▸ **YOUR ASSIGNMENT**: Set down, please, exactly the lines below that run from the line with "#[command(subcommand)]" to the line with "Override the port", both lines included.

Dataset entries

________________________

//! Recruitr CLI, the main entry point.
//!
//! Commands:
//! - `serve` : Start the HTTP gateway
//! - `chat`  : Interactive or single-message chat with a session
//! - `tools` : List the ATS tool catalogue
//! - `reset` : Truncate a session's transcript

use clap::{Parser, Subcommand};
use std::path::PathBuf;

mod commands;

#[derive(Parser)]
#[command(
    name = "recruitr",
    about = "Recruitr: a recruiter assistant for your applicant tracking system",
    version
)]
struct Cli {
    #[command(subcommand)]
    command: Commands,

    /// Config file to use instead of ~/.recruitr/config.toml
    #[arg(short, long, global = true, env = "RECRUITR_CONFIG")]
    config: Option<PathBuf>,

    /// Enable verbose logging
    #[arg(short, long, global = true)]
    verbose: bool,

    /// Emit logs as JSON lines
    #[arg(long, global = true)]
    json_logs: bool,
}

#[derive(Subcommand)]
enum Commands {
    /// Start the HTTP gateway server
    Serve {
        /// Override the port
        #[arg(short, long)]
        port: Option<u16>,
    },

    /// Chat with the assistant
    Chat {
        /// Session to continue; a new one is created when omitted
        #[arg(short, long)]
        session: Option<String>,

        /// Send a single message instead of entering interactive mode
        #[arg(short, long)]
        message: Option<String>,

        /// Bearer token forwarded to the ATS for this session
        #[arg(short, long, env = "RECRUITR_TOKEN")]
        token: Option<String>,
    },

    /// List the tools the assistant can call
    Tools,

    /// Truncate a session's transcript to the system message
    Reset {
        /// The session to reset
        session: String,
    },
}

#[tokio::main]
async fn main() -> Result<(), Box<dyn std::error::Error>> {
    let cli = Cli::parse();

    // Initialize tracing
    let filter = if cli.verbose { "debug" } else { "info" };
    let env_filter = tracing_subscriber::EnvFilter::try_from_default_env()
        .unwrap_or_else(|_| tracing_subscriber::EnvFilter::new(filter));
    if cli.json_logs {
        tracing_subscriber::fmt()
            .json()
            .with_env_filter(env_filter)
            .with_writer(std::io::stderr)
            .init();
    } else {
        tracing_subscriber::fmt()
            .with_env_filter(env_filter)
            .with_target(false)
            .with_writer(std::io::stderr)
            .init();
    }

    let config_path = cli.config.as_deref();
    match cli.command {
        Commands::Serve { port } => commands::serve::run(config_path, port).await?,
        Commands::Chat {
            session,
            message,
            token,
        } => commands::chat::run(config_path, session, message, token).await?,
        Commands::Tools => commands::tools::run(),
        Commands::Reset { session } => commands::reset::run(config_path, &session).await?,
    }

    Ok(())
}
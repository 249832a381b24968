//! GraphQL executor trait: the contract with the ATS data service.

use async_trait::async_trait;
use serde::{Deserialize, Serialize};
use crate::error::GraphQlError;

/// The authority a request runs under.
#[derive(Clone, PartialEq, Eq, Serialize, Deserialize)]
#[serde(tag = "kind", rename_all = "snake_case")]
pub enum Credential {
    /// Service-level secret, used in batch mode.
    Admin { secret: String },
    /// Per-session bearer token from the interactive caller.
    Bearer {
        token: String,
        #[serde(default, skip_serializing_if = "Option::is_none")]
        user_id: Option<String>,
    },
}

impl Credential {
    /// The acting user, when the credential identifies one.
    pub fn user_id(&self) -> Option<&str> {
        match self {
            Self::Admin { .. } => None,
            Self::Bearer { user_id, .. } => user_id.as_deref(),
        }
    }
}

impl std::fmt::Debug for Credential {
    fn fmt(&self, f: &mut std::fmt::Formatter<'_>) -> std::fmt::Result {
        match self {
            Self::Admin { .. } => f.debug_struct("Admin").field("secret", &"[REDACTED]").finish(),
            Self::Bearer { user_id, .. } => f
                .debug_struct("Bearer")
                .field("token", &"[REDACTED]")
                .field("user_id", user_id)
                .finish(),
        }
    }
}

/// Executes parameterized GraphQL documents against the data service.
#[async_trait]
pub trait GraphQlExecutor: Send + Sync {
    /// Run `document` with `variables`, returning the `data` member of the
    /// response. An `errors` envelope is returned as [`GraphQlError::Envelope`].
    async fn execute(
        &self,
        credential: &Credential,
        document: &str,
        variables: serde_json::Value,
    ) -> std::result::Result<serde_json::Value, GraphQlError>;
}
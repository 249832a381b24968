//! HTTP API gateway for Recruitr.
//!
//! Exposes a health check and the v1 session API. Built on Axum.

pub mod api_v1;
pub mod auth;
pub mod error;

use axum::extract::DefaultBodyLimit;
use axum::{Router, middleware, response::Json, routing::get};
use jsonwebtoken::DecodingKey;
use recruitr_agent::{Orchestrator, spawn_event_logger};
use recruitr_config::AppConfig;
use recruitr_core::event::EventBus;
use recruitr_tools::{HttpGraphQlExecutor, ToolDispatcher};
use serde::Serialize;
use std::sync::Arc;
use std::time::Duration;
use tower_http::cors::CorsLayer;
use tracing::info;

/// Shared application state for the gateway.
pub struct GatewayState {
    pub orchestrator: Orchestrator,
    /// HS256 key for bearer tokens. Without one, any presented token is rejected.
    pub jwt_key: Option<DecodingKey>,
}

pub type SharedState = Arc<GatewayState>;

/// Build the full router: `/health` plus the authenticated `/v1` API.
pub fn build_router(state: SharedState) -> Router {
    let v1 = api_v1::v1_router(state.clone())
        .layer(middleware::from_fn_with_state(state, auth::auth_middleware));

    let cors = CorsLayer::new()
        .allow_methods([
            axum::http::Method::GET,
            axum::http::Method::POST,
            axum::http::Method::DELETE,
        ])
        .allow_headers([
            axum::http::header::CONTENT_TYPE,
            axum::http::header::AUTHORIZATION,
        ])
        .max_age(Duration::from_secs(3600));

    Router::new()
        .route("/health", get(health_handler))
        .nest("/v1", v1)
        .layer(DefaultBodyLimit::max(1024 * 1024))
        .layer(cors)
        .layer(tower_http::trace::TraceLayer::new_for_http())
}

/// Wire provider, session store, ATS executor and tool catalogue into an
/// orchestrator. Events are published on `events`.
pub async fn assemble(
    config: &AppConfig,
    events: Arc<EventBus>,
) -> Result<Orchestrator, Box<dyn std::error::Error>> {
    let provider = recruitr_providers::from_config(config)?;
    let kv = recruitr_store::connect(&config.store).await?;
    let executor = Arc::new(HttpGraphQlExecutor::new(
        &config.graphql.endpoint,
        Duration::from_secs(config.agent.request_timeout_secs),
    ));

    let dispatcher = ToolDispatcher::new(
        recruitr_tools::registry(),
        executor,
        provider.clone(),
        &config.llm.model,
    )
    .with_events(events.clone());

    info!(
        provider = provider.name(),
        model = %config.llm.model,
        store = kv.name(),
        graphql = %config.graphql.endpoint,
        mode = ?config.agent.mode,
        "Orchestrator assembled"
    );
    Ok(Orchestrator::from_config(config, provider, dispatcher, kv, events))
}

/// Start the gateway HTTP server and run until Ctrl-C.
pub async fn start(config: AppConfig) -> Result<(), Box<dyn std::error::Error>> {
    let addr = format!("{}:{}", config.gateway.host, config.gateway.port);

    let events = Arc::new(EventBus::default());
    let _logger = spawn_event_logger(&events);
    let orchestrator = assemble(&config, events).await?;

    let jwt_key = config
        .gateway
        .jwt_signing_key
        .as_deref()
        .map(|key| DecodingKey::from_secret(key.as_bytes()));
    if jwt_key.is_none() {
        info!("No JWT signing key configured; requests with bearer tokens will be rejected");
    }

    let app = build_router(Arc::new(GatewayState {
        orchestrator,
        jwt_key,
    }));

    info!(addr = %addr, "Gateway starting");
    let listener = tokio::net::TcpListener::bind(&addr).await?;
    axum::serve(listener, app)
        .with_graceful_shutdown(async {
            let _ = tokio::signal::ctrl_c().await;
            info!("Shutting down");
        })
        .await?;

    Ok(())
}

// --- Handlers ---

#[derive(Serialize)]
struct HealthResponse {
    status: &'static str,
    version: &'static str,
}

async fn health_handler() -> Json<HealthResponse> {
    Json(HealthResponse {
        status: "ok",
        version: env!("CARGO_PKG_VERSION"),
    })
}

________________________

▸ **SOLUTION BELOW**:
    #[command(subcommand)]
    command: Commands,

    /// Config file to use instead of ~/.recruitr/config.toml
    #[arg(short, long, global = true, env = "RECRUITR_CONFIG")]
    config: Option<PathBuf>,

    /// Enable verbose logging
    #[arg(short, long, global = true)]
    verbose: bool,

    /// Emit logs as JSON lines
    #[arg(long, global = true)]
    json_logs: bool,
}

#[derive(Subcommand)]
enum Commands {
    /// Start the HTTP gateway server
    Serve {
        /// Override the port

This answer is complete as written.